Tyre pressures should be manually checked when they are cold and adjusted in line with manufacturer’s' recommendations, this should be done once a month or before a long journey. However, checking tyre pressures whilst on the move can be difficult without the correct equipment.  
 
What Does a TPMS Do and How Does It Work?
TPMS stands for Tyre Pressure Monitoring System, the purpose of the system is to warn you when one or more of your tyres are under inflated possibly creating unsafe driving conditions. The TPMS low tyre pressure indicator is a yellow symbol that illuminates on the dashboard instrument panel in the shape of a tyre (when you look at it front on, resembles a horseshoe) with an exclamation point.
There are two different tyres of TPMS being used today: Direct and Indirect.
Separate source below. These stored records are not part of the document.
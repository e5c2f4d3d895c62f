use anyhow::Result;
use clap::Parser;

use coinfolio::cli;
use coinfolio::logging;

#[tokio::main]
async fn main() -> Result<()> {
    // Load environment variables
    dotenvy::dotenv().ok();

    // Parse CLI and execute (CLI will handle logging initialization)
    let cli = cli::Cli::parse();

    // Execute with error handling
    match cli.execute().await {
        Ok(()) => {
            logging::log_session_end();
            Ok(())
        }
        Err(e) => {
            tracing::error!("Application error: {}", e);

            // Log error chain if available
            let mut source = e.source();
            while let Some(err) = source {
                tracing::error!("   Caused by: {}", err);
                source = err.source();
            }

            logging::log_session_end();
            Err(e)
        }
    }
}
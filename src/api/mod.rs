//! HTTP client for the backend REST API.
//!
//! The backend owns the exchange integrations; this client only speaks
//! the two endpoints the sync layer needs: balance aggregation and open
//! orders. Timeout behavior is inherited from reqwest.

pub mod balances;
pub mod orders;

pub use balances::{AssetBalance, BalanceSyncResult, BalancesApi, ExchangeBalances};
pub use orders::{OpenOrder, OrdersApi};

use thiserror::Error;

/// API failure taxonomy. 401 is split out because an authentication
/// failure must never enter the automatic-retry path.
#[derive(Debug, Clone, Error)]
pub enum ApiError {
    #[error("authentication rejected (401)")]
    Unauthorized,
    #[error("request failed with status {status}: {message}")]
    Status { status: u16, message: String },
    #[error("transport error: {0}")]
    Transport(String),
    #[error("failed to decode response: {0}")]
    Decode(String),
}

impl ApiError {
    pub fn is_auth(&self) -> bool {
        matches!(self, ApiError::Unauthorized)
    }
}

impl From<reqwest::Error> for ApiError {
    fn from(e: reqwest::Error) -> Self {
        if e.is_decode() {
            ApiError::Decode(e.to_string())
        } else {
            ApiError::Transport(e.to_string())
        }
    }
}

pub struct ApiClient {
    http: reqwest::Client,
    base_url: String,
}

impl ApiClient {
    pub fn new(base_url: impl Into<String>) -> Self {
        Self {
            http: reqwest::Client::new(),
            base_url: base_url.into().trim_end_matches('/').to_string(),
        }
    }

    pub(crate) fn url(&self, path: &str) -> String {
        format!("{}{}", self.base_url, path)
    }

    pub(crate) fn http(&self) -> &reqwest::Client {
        &self.http
    }

    /// Map a non-success status into the error taxonomy.
    pub(crate) async fn check_status(
        response: reqwest::Response,
    ) -> Result<reqwest::Response, ApiError> {
        let status = response.status();
        if status.is_success() {
            return Ok(response);
        }

        if status == reqwest::StatusCode::UNAUTHORIZED {
            return Err(ApiError::Unauthorized);
        }

        let message = response
            .text()
            .await
            .unwrap_or_else(|_| "No error details".to_string());
        Err(ApiError::Status {
            status: status.as_u16(),
            message,
        })
    }
}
Direct TPMS: This uses a sensor mounted on the rim on the inside of the tyre and constantly measures the air of each tyre. When the air pressure drops below 25% of the manufacturers recommended level, the sensor emits information to the trip computer and triggers the yellow warning on the dashboard
Indirect TPMS: This works with the bikes wheel speed sensors. If a tyre has low pressure, it will roll at a fractionally different wheel speed than the other tyre, this information then gets fed to the trip computer, again triggering the yellow warning symbol.
 
What Should I Do If My Warning Indicator is On?
Check the pressure in your tyres and inflate any tyre that is low (using manufacturers recommendation found within the handbook of the bike). When the tyre is at the appropriate pressure, the light should go off.
You should continue to monitor the tyre and should the light come on again, you should visit your local main dealer and have the check the tyres over, you may have a puncture. Only travel on the motorcycle if it is safe to do so.